Les Amants du Lac Majeur
Je ne parviens pas bien à saisir la source de cette obsession fantasmatique. Sans doute remonte-t-elle au temps où nous avions traversé (il y avait si peu de "je" déjà à l'époque) cette magnifique région des lacs du nord de l'Italie. Mes parents, mes frères. Le poids indéfini, infini de le famille, de son ordre, de sa pression au mutisme. je devais avoir 16 ans.
Je me souviens d'avoir écouté sur mon walk-man le stabat mater de Pergolese, qui, loin des souffrances de la mère du Christ, soufflait l'amour dans toutes ces villas où je pouvais m'imaginer amante, aimante. Il y avait des pins autour de ces villas, des collines, de l'eau pour la fraîcheur et le cristal. C'était de pureté dont je rêvais, bien sûre d'être aimée, et d'aimer passionnément. Il y a de la certitude à imaginer. La réalité n'est pas décevante; elle est autre, et en tant que telle, ne provoque pas de collision, juste un peu d'ennui, d'écrasement et quelques appels au secours.
Mon amant de moi aimante était l'Autre du moment.
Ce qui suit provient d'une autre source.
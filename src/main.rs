use std::path::PathBuf;
use std::sync::Arc;

use anyhow::{Context, bail};
use chrono::Utc;
use clap::{Args, Parser, Subcommand};
use futures::StreamExt;
use tracing::info;

use stintwatch::schedule::format_countdown;
use stintwatch::{
    JsonExporter, RaceMonitor, RaceStore, ScheduleSource, ScheduledEvent, SeriesSourceFactory,
    Series, SnapshotSource, SourceFactory, StaticSchedule, TrackerConfig, YamlScheduleFile,
};

#[derive(Parser, Debug)]
#[command(name = "stintwatch", version)]
#[command(about = "Live-timing monitor and ingestion service for endurance races")]
struct Cli {
    /// YAML configuration file
    #[arg(long, short, env = "STINTWATCH_CONFIG", global = true)]
    config: Option<PathBuf>,

    /// YAML schedule file (defaults to the built-in calendar)
    #[arg(long, env = "STINTWATCH_SCHEDULE", global = true)]
    schedule: Option<PathBuf>,

    /// User-Agent sent to timing providers
    #[arg(long, env = "USER_AGENT", global = true)]
    user_agent: Option<String>,

    /// Headless browser executable
    #[arg(long, env = "CHROME_PATH", global = true)]
    chrome_path: Option<String>,

    /// Seconds one fetch may take
    #[arg(long, env = "FETCH_TIMEOUT", global = true)]
    fetch_timeout: Option<u64>,

    #[command(subcommand)]
    command: Command,
}

#[derive(Subcommand, Debug)]
enum Command {
    /// Monitor the schedule and ingest live races until stopped
    Run(RunArgs),
    /// Show the next scheduled race
    Next,
    /// List upcoming races
    Upcoming {
        #[arg(long, default_value_t = 5)]
        limit: usize,
    },
    /// Fetch one snapshot and print it as JSON
    Fetch {
        #[arg(long, default_value = "WEC")]
        series: Series,

        /// Timing page (defaults to the series' endpoint)
        #[arg(long)]
        endpoint: Option<String>,
    },
}

#[derive(Args, Debug)]
struct RunArgs {
    /// Seconds between snapshot fetches
    #[arg(long, env = "SCRAPE_INTERVAL")]
    scrape_interval: Option<u64>,

    /// Seconds between schedule polls
    #[arg(long, env = "MONITOR_INTERVAL")]
    poll_interval: Option<u64>,

    /// Directory for race exports
    #[arg(long, env = "EXPORT_DIR")]
    export_dir: Option<PathBuf>,
}

#[tokio::main]
async fn main() -> anyhow::Result<()> {
    tracing_subscriber::fmt()
        .with_env_filter(
            tracing_subscriber::EnvFilter::try_from_default_env()
                .unwrap_or_else(|_| "stintwatch=info".into()),
        )
        .init();

    let cli = Cli::parse();
    let mut config = match &cli.config {
        Some(path) => TrackerConfig::load(path)
            .await
            .with_context(|| format!("loading {}", path.display()))?,
        None => TrackerConfig::default(),
    };
    apply_overrides(&mut config, &cli);

    match cli.command {
        Command::Run(args) => {
            if let Some(secs) = args.scrape_interval {
                config.ingest_interval_secs = secs;
            }
            if let Some(secs) = args.poll_interval {
                config.monitor_poll_interval_secs = secs;
            }
            if let Some(dir) = args.export_dir {
                config.export_dir = dir;
            }
            config.validate().context("invalid configuration")?;
            run(config).await
        }
        Command::Next => {
            config.validate().context("invalid configuration")?;
            next(&config).await
        }
        Command::Upcoming { limit } => {
            config.validate().context("invalid configuration")?;
            upcoming(&config, limit).await
        }
        Command::Fetch { series, endpoint } => {
            config.validate().context("invalid configuration")?;
            fetch(&config, series, endpoint).await
        }
    }
}

fn apply_overrides(config: &mut TrackerConfig, cli: &Cli) {
    if let Some(path) = &cli.schedule {
        config.schedule_file = Some(path.clone());
    }
    if let Some(user_agent) = &cli.user_agent {
        config.user_agent = user_agent.clone();
    }
    if let Some(binary) = &cli.chrome_path {
        config.browser_binary = binary.clone();
    }
    if let Some(secs) = cli.fetch_timeout {
        config.fetch_timeout_secs = secs;
    }
}

fn schedule_source(config: &TrackerConfig) -> Arc<dyn ScheduleSource> {
    match &config.schedule_file {
        Some(path) => Arc::new(YamlScheduleFile::new(path)),
        None => Arc::new(StaticSchedule::builtin()),
    }
}

async fn run(config: TrackerConfig) -> anyhow::Result<()> {
    let store = RaceStore::new();
    let monitor = RaceMonitor::new(
        schedule_source(&config),
        Arc::new(SeriesSourceFactory::new(config.source_settings())),
        Arc::new(store.clone()),
        Arc::new(JsonExporter::new(store, &config.export_dir)),
        config.monitor_settings()?,
    );

    info!(
        scrape_interval = config.ingest_interval_secs,
        poll_interval = config.monitor_poll_interval_secs,
        export_dir = %config.export_dir.display(),
        "stintwatch starting"
    );

    let mut handle = monitor.spawn();

    let mut updates = handle.status_updates();
    tokio::spawn(async move {
        let mut last = None;
        while let Some(status) = updates.next().await {
            let key = (status.state, status.current_event.clone());
            if last.as_ref() != Some(&key) {
                info!(state = %status.state, event = ?status.current_event, "Monitor status");
                last = Some(key);
            }
        }
    });

    shutdown_signal().await;
    info!("shutdown signal received");
    handle.stop_monitoring().await;
    info!("stintwatch stopped");
    Ok(())
}

async fn next(config: &TrackerConfig) -> anyhow::Result<()> {
    let schedule = schedule_source(config).load().await?;
    let now = Utc::now();
    match schedule.next_event(now) {
        Some(event) => {
            print_event(event);
            println!("  starts in {}", format_countdown(event.scheduled_start - now));
        }
        None => println!("No upcoming races"),
    }
    Ok(())
}

async fn upcoming(config: &TrackerConfig, limit: usize) -> anyhow::Result<()> {
    let schedule = schedule_source(config).load().await?;
    let events = schedule.upcoming(Utc::now(), limit);
    if events.is_empty() {
        println!("No upcoming races");
    }
    for event in events {
        print_event(event);
    }
    Ok(())
}

fn print_event(event: &ScheduledEvent) {
    println!(
        "{} [{}] {} - {}",
        event.scheduled_start.format("%Y-%m-%d %H:%M UTC"),
        event.series,
        event.name,
        event.track
    );
}

async fn fetch(config: &TrackerConfig, series: Series, endpoint: Option<String>) -> anyhow::Result<()> {
    let mut event = ScheduledEvent::new("One-off fetch", series, "", Utc::now());
    if let Some(endpoint) = endpoint {
        event = event.with_endpoint(endpoint);
    }

    let factory = SeriesSourceFactory::new(config.source_settings());
    let mut source = factory.create(&event)?;
    source.open().await.context("opening timing source")?;
    let snapshot = source.fetch_snapshot().await;
    source.close().await;

    let snapshot = snapshot.with_context(|| format!("fetching {}", event.source_endpoint))?;
    if snapshot.is_empty() {
        bail!("timing page for {series} has no cars");
    }
    println!("{}", serde_json::to_string_pretty(&snapshot)?);
    Ok(())
}

/// Wait for SIGTERM or ctrl-c.
#[cfg(unix)]
async fn shutdown_signal() {
    use tokio::signal::unix::{SignalKind, signal};

    match signal(SignalKind::terminate()) {
        Ok(mut sigterm) => {
            tokio::select! {
                _ = sigterm.recv() => info!("SIGTERM received"),
                _ = tokio::signal::ctrl_c() => info!("ctrl-c received"),
            }
        }
        Err(_) => {
            tokio::signal::ctrl_c().await.ok();
        }
    }
}

#[cfg(not(unix))]
async fn shutdown_signal() {
    tokio::signal::ctrl_c().await.ok();
}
Un étudiant en philosophie, bellâtre pour mes 16 ans et leur regard vif et désirant. Un italien, fils d'une amie d'un ami de mes oppresseurs parentaux interdicteurs, et que ces derniers avaient eu le malheur d'héberger sous leur toit un temps. Sous leur toit, et dans la chambre à côté de la mienne. L'insolente, l'innocente avait eu du désir pour lui, et avait tenté d'en suciter (et je l'ai su quelques années après, avec succès) dans son corps et son coeur à lui. Elle l'avait poursuivi lorsqu'il avait trouvé son propre cagibi estudiantin où résider, rompant un voisinage de murmures et de musique, de portes entrebaîllées. Elle avait traversé la ville, essouflée sur son bicycle, séchant ses cours d'EPS et de latin pour le retrouver, sonnant à des heures matinales pour se lover dans le lit où il dormait encore, feignant elle aussi le sommeil alors qu'elle avait le souffle court et le sang qui battait dans ses tempes. Elle n'avait eu de lui -quel délice- que quelques baisers, les paupières closes; Elle n'avait pas répondu, car s'il avait osé, c'est sans doute qu'il la croyait endormie. C'est sans doute qu'il la croyait.
La Victorieuse, l'amante de son amant de 10 ans plus âgé, allait retrouver Celui qui. Réellement, avec ses parents à elle chez ses parents à lui. Visite convenue entre ceux qui ne désiraient pas plus que des convenances, de la courtoisie. Lui aussi avait une mère dont il était le fils de, ainsi qu'un père géniteur. Les géniteurs allaient se retrouver dans leur pesanteur, et nous. Et nous ? Nous nous étions dans ces duos vibrants d'alto et de contralto, dans une brise légère qui faisait onduler ces longs rideaux blancs. La porte fenêtre donne sur le large du lac. Le dallage est un peu vieilli, brisé par endroit; les motifs n'en sont pas moins magnifiques. Vénitiens peut-être; ils n'en auraient que l'adjectif. Les draps sont en lin, blancs, bien-sûr, un peu rugueux, mais avec cette lourdeur de l'amour. je crois bien que c'est un réveil dans les bras de Celui qui; un réveil maintes fois visisté, habité.
Je l'ai revu, sagement. je ne me souviens plus bien. Il m'avait prêté son foulard. Nous avons visité des choses, cernés, ce qui ne m'a pas empêchéde me réveiller encore dans des draps de lin.